Ah I see. I understand that there are some sellers who exploit animals in cages but, this is why I went to the farm and was shown by the plantation owner how he gathered the digested berries from the ground. I'm actually a vegetarian as it happens and animal welfare is obviously very high on my list when it comes to ethics in general. This is why I went on the trip to ensure that what I was getting wasn't a result of exploiting animals. The guy who owns the plantation apparently only exports a very small amount of civet coffee as there simply isn't enough lying around to sell in large quantities. Note taken though, and thanks for letting me know. Have a lovely evening.


----------



## Rhys (Dec 21, 2014)

Ummmm, I think that's a no from me on civet coffee.. if you want to stop around without pushing that stuff then feel free, otherwise try somewhere else. Just saying..


----------



## Stuerv (Feb 5, 2019)

No problem, thanks for the feedback.


----------



## MildredM (Feb 13, 2017)

Promoting 'wild' civet coffee, and the sale thereof, by its very act results in caged animals. Where there's a 'buck' and all that . . . .

Just a reminder, for those who may wonder what I am talking about . . .


----------



## Stuerv (Feb 5, 2019)

That's fair enough, as I've said I take this onboard and won't promote on this forum. I would still like to remain a member as I love coffee! I suppose the same could be said about organic or free range eggs in fairness. I was just hoping to offer an ethical alternative to what some people offer. As I said, I am a vegetarian and animal welfare is extremely important to me.


----------



## ashcroc (Oct 28, 2016)

MildredM said:


> Promoting 'wild' civet coffee, and the sale thereof, by its very act results in caged animals. Where there's a 'buck' and all that . . . .
> 
> Just a reminder, for those who may wonder what I am talking about . . .


Those farmers should be put in cages & force fed coffee cherries to see how they like it.

Regrettably it doesn't really matter how ethical one producer is. Where there is demand created, others will follow who don't share their views.

Laissez les bons temps rouler


----------



## Stuerv (Feb 5, 2019)

ashcroc said:


> Those farmers should be put in cages & force fed coffee cherries to see how they like it.

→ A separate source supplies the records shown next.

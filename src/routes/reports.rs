use axum::{routing::post, Json, Router};
use chrono::{DateTime, FixedOffset};
use serde::Deserialize;
use tracing::info;

use crate::{
    aggregate::{aggregate_measurements, filter_range, ReportMetrics},
    models::{Measurement, RawMeasurement},
    Config,
};

// ---

pub fn router() -> Router<Config> {
    // ---
    Router::new().route("/reports/metrics", post(handler))
}

/// Body of `POST /reports/metrics`.
#[derive(Debug, Deserialize)]
struct ReportRequest {
    measurements: Vec<RawMeasurement>,
    /// Inclusive start of the report period
    #[serde(default)]
    start: Option<DateTime<FixedOffset>>,
    /// Exclusive end of the report period
    #[serde(default)]
    end: Option<DateTime<FixedOffset>>,
}

async fn handler(Json(req): Json<ReportRequest>) -> Json<ReportMetrics> {
    // ---
    let measurements: Vec<Measurement> = req
        .measurements
        .iter()
        .map(RawMeasurement::to_measurement)
        .collect();
    let selected = filter_range(&measurements, req.start, req.end);
    let metrics = aggregate_measurements(&selected);

    info!(
        "POST /reports/metrics - {} of {} measurements over {} days",
        selected.len(),
        measurements.len(),
        metrics.daily_data.len()
    );
    Json(metrics)
}
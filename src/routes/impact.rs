use axum::{
    extract::Query, extract::State, http::StatusCode, response::IntoResponse, routing::get, Json,
    Router,
};
use serde::Deserialize;
use tracing::{debug, warn};

use crate::{
    impact::{calculate_impact, liters_for_period, Period},
    Config,
};

// ---

pub fn router() -> Router<Config> {
    // ---
    Router::new().route("/impact", get(handler))
}

/// Query parameters for `GET /impact`.
///
/// An explicit `liters` wins; otherwise the configured daily intake is
/// scaled by `period` (`day`, `month`, `year`, or `all` with `days`).
#[derive(Debug, Deserialize)]
pub struct ImpactQuery {
    liters: Option<f64>,
    period: Option<String>,
    days: Option<u32>,
}

async fn handler(
    Query(params): Query<ImpactQuery>,
    State(config): State<Config>,
) -> impl IntoResponse {
    // ---
    debug!("GET /impact - {:?}", params);

    let liters = match params.liters {
        Some(liters) => liters,
        None => match parse_period(params.period.as_deref(), params.days) {
            Some(period) => liters_for_period(config.daily_intake_liters, period),
            None => {
                warn!("GET /impact - invalid period {:?}", params.period);
                return (
                    StatusCode::BAD_REQUEST,
                    Json("period must be day, month, year, or all with days"),
                )
                    .into_response();
            }
        },
    };

    if !liters.is_finite() || liters < 0.0 {
        return (
            StatusCode::BAD_REQUEST,
            Json("liters must be a non-negative number"),
        )
            .into_response();
    }

    (StatusCode::OK, Json(calculate_impact(liters, &config.impact))).into_response()
}

fn parse_period(period: Option<&str>, days: Option<u32>) -> Option<Period> {
    // ---
    match period.unwrap_or("day") {
        "day" => Some(Period::Day),
        "month" => Some(Period::Month),
        "year" => Some(Period::Year),
        "all" => days.map(Period::AllTime),
        _ => None,
    }
}
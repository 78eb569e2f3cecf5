//! Boundary normalization for numeric fields.
//!
//! Dashboard documents carry readings as either JSON numbers or numeric
//! strings (and sometimes nothing at all). They are parsed once here so the
//! rule modules only ever see `Option<f64>`.

use serde::{Deserialize, Serialize};

// ---

/// A numeric field as it arrives from a document or request body.
#[derive(Debug, Clone, Default, PartialEq, Serialize, Deserialize)]
#[serde(untagged)]
pub enum NumericInput {
    // ---
    Number(f64),
    Text(String),
    #[default]
    Missing,
}

impl NumericInput {
    // ---
    /// Normalize to a finite number, or `None` when the input is absent or
    /// not a number.
    pub fn to_f64(&self) -> Option<f64> {
        // ---
        let value = match self {
            NumericInput::Number(v) => Some(*v),
            NumericInput::Text(s) => s.trim().parse::<f64>().ok(),
            NumericInput::Missing => None,
        };
        value.filter(|v| v.is_finite())
    }
}

impl From<f64> for NumericInput {
    fn from(value: f64) -> Self {
        NumericInput::Number(value)
    }
}

impl From<Option<f64>> for NumericInput {
    fn from(value: Option<f64>) -> Self {
        value.map_or(NumericInput::Missing, NumericInput::Number)
    }
}

impl From<&str> for NumericInput {
    fn from(value: &str) -> Self {
        NumericInput::Text(value.to_string())
    }
}

/// Format a number the way the dashboard displays it: `,` thousands
/// separators and at most three fraction digits, trailing zeros trimmed.
///
/// Non-finite values render as `N/A`.
pub fn format_number(value: f64) -> String {
    // ---
    if !value.is_finite() {
        return "N/A".to_string();
    }

    // Past 1e15 there are no fraction digits left to round, and scaling
    // could overflow
    let rounded = if value.abs() >= 1e15 {
        value
    } else {
        (value * 1000.0).round() / 1000.0
    };
    let text = format!("{:.3}", rounded.abs());
    let (int_part, frac_part) = text.split_once('.').unwrap_or((text.as_str(), ""));
    let frac = frac_part.trim_end_matches('0');

    let mut grouped = String::with_capacity(int_part.len() + int_part.len() / 3);
    for (i, ch) in int_part.chars().enumerate() {
        if i > 0 && (int_part.len() - i) % 3 == 0 {
            grouped.push(',');
        }
        grouped.push(ch);
    }

    let mut out = String::with_capacity(grouped.len() + frac.len() + 2);
    if rounded < 0.0 {
        out.push('-');
    }
    out.push_str(&grouped);
    if !frac.is_empty() {
        out.push('.');
        out.push_str(frac);
    }
    out
}

/// Format an optional reading, rendering a missing value as `N/A`.
pub fn format_optional(value: Option<f64>) -> String {
    value.map_or_else(|| "N/A".to_string(), format_number)
}

#[cfg(test)]
mod tests {
    // ---
    use super::*;

    #[test]
    fn test_numeric_input_parsing() {
        // ---
        assert_eq!(NumericInput::from(91000.0).to_f64(), Some(91000.0));
        assert_eq!(NumericInput::from(" 91000.5 ").to_f64(), Some(91000.5));
        assert_eq!(NumericInput::from("abc").to_f64(), None);
        assert_eq!(NumericInput::from("").to_f64(), None);
        assert_eq!(NumericInput::from("NaN").to_f64(), None);
        assert_eq!(NumericInput::Missing.to_f64(), None);
        assert_eq!(NumericInput::from(f64::NAN).to_f64(), None);
    }

    #[test]
    fn test_numeric_input_from_json() {
        // ---
        let values: Vec<NumericInput> =
            serde_json::from_str(r#"[12, 3.5, "42", null, "n/a"]"#).unwrap();
        let parsed: Vec<Option<f64>> = values.iter().map(NumericInput::to_f64).collect();

        assert_eq!(parsed, vec![Some(12.0), Some(3.5), Some(42.0), None, None]);
    }

    #[test]
    fn test_format_number_grouping() {
        // ---
        assert_eq!(format_number(0.0), "0");
        assert_eq!(format_number(999.0), "999");
        assert_eq!(format_number(1000.0), "1,000");
        assert_eq!(format_number(95000.0), "95,000");
        assert_eq!(format_number(1234567.0), "1,234,567");
    }

    #[test]
    fn test_format_number_fractions_and_sign() {
        // ---
        assert_eq!(format_number(95000.5), "95,000.5");
        assert_eq!(format_number(10001.25), "10,001.25");
        assert_eq!(format_number(1.23456), "1.235");
        assert_eq!(format_number(-1200.0), "-1,200");
        assert_eq!(format_number(-0.0001), "0");
    }

    #[test]
    fn test_format_non_finite() {
        // ---
        assert_eq!(format_number(f64::NAN), "N/A");
        assert_eq!(format_number(f64::INFINITY), "N/A");
        assert_eq!(format_optional(None), "N/A");
        assert_eq!(format_optional(Some(14500.0)), "14,500");
    }

    #[test]
    fn test_format_huge_values() {
        // ---
        let huge = format_number(1e306);
        assert!(!huge.contains("inf"));
        assert!(huge.contains(','));
        let digits = huge.chars().filter(char::is_ascii_digit).count();
        assert!((306..=307).contains(&digits));

        assert_eq!(format_number(1e15), "1,000,000,000,000,000");
        assert!(format_number(-f64::MAX).starts_with("-179,769"));
    }
}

I wholeheartedly agree with this statement, much like anyone who works in any form of intensive farming.


----------



## 4085 (Nov 23, 2012)

there is no problem with your idea of promoting coffee, and this sort of thing will always appeal to some, as will buying allegedly Blue Mountain from somewhere in Jamaica! Stick around and you might come up with another idea


----------



## 9719 (Mar 29, 2015)

Count me out, not in the least interested, in fact not so long a go I walked on past a coffee shop because they were advertising civet as well as blue mountain in their window, so it's a big NO from me


----------



## MildredM (Feb 13, 2017)

It is not quite the same as factory hens really.


----------



## DavecUK (Aug 6, 2013)

Stuerv said:


> That's fair enough, as I've said I take this onboard and won't promote on this forum. I would still like to remain a member as I love coffee! I suppose the same could be said about organic or free range eggs in fairness. I was just hoping to offer an ethical alternative to what some people offer. As I said, I am a vegetarian and animal welfare is extremely important to me.


The real problem is high prices for a robusta based unremarkable coffee. Not worth the money and tbh I wouldn't bother even if it was free!


----------



## Junglebert (Jan 7, 2019)

Stuerv said:


> I suppose the same could be said about organic or free range eggs in fairness.

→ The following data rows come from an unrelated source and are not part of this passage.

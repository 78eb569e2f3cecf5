//! Three-level health classification for units and UVC lamps.
//!
//! Both classifiers fail open: a missing or non-numeric reading is reported
//! as [`Status::Active`] so an unavailable value never raises an alarm.
//!
//! ```
//! use mywater_fleet::status::{classify_unit_status, classify_uvc_status, Status};
//!
//! assert_eq!(classify_unit_status(Some(91_000.0)), Status::Warning);
//! assert_eq!(classify_uvc_status(Some(14_000.0)), Status::Urgent);
//! assert_eq!(classify_uvc_status(None), Status::Active);
//! ```

use std::{fmt, str::FromStr};

use serde::{Deserialize, Serialize};

// ---

/// Accumulated volume above which a unit needs attention.
pub const UNIT_WARNING_VOLUME: f64 = 90_000.0;

/// Accumulated volume above which a unit needs immediate action.
pub const UNIT_URGENT_VOLUME: f64 = 95_000.0;

/// Rated lifetime of a UVC lamp in operating hours.
pub const MAX_UVC_HOURS: f64 = 15_000.0;

/// First UVC hour count classified as warning.
pub const UVC_WARNING_THRESHOLD: f64 = 10_001.0;

/// First UVC hour count classified as urgent.
pub const UVC_URGENT_THRESHOLD: f64 = 14_000.0;

/// Health status shared by the volume and UVC domains.
#[derive(Debug, Clone, Copy, Default, PartialEq, Eq, PartialOrd, Ord, Hash, Serialize, Deserialize)]
#[serde(rename_all = "lowercase")]
pub enum Status {
    // ---
    #[default]
    Active,
    Warning,
    Urgent,
}

impl Status {
    // ---
    pub fn as_str(self) -> &'static str {
        match self {
            Status::Active => "active",
            Status::Warning => "warning",
            Status::Urgent => "urgent",
        }
    }

    /// Whether entering this status should produce an alert.
    pub fn is_alerting(self) -> bool {
        !matches!(self, Status::Active)
    }
}

impl fmt::Display for Status {
    fn fmt(&self, f: &mut fmt::Formatter<'_>) -> fmt::Result {
        f.write_str(self.as_str())
    }
}

/// Parsing never fails; unknown strings read as `active`.
impl FromStr for Status {
    type Err = std::convert::Infallible;

    fn from_str(s: &str) -> Result<Self, Self::Err> {
        Ok(match s.trim().to_ascii_lowercase().as_str() {
            "warning" => Status::Warning,
            "urgent" => Status::Urgent,
            _ => Status::Active,
        })
    }
}

/// Classify a unit by its accumulated volume.
///
/// `<= 90000` is active, `(90000, 95000]` warning, `> 95000` urgent.
pub fn classify_unit_status(volume: Option<f64>) -> Status {
    // ---
    let Some(volume) = volume.filter(|v| !v.is_nan()) else {
        return Status::Active;
    };

    if volume <= UNIT_WARNING_VOLUME {
        Status::Active
    } else if volume <= UNIT_URGENT_VOLUME {
        Status::Warning
    } else {
        Status::Urgent
    }
}

/// Classify a UVC lamp by its accumulated operating hours.
///
/// `< 10001` is active, `[10001, 14000)` warning, `>= 14000` urgent.
pub fn classify_uvc_status(hours: Option<f64>) -> Status {
    // ---
    let Some(hours) = hours.filter(|h| !h.is_nan()) else {
        return Status::Active;
    };

    if hours < UVC_WARNING_THRESHOLD {
        Status::Active
    } else if hours < UVC_URGENT_THRESHOLD {
        Status::Warning
    } else {
        Status::Urgent
    }
}

/// Percentage of the rated lamp life consumed, clamped to `[0, 100]`.
pub fn uvc_life_percentage(hours: Option<f64>) -> f64 {
    // ---
    match hours.filter(|h| !h.is_nan()) {
        Some(hours) => (hours / MAX_UVC_HOURS * 100.0).clamp(0.0, 100.0),
        None => 0.0,
    }
}

/// Hours left before the rated lamp life is reached.
///
/// Negative once a lamp is overdue; deliberately not clamped.
pub fn uvc_hours_remaining(hours: f64) -> f64 {
    MAX_UVC_HOURS - hours
}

No, not the same thing at all.


----------



## kennyboy993 (Jan 23, 2017)

Stuerv said:


> That's fair enough, as I've said I take this onboard and won't promote on this forum. I would still like to remain a member as I love coffee! I suppose the same could be said about organic or free range eggs in fairness. I was just hoping to offer an ethical alternative to what some people offer. As I said, I am a vegetarian and animal welfare is extremely important to me.


Welcome to the forum stuerv. This is a great place to be if you love coffee


----------